## PROBLEM STATEMENT:
Each line of the data that includes "message" must be copied.

··· MATERIAL FOR THE TASK

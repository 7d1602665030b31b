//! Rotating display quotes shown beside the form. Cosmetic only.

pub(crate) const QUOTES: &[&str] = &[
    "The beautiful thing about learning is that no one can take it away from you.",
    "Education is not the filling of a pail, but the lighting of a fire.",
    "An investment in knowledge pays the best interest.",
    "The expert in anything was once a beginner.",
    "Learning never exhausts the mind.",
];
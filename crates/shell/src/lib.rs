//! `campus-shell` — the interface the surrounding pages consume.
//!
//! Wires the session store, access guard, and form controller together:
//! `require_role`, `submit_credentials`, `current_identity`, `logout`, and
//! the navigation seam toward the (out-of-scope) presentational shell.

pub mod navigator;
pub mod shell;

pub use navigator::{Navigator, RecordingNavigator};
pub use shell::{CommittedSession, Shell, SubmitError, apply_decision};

······
··· MATERIAL FOR THE TASK

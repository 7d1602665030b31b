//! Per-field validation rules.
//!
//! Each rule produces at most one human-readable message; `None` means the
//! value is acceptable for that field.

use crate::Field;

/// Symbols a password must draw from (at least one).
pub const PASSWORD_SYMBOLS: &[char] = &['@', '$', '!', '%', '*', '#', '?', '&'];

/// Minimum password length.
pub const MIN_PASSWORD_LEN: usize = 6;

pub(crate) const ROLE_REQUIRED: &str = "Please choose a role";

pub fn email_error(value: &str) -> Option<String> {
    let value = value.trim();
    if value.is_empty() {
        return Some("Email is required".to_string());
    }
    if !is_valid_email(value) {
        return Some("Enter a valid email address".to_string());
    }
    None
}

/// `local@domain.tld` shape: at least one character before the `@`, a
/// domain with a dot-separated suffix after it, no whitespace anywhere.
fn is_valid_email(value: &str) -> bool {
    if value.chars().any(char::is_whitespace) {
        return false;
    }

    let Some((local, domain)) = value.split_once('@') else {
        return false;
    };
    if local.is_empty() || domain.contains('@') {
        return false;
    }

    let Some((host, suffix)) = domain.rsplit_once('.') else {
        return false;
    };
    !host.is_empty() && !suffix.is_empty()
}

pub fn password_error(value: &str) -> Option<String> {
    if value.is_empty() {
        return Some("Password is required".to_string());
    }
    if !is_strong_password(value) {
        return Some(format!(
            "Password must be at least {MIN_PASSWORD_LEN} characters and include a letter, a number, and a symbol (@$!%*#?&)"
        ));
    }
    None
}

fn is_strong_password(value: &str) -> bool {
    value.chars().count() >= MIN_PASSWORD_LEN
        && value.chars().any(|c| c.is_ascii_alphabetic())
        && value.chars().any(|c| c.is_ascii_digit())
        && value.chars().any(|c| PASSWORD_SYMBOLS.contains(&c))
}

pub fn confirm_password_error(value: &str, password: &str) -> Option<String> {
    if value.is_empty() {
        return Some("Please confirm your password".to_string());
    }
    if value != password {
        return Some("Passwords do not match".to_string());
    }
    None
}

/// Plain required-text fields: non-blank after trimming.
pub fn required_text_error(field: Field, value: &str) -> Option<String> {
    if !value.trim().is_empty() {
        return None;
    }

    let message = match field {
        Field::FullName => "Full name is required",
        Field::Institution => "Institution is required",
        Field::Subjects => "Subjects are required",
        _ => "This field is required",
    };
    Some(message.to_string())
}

······

## RESULT FOR THIS EXERCISE:
//! Each rule produces at most one human-readable message; `None` means the
    let message = match field {
    Some(message.to_string())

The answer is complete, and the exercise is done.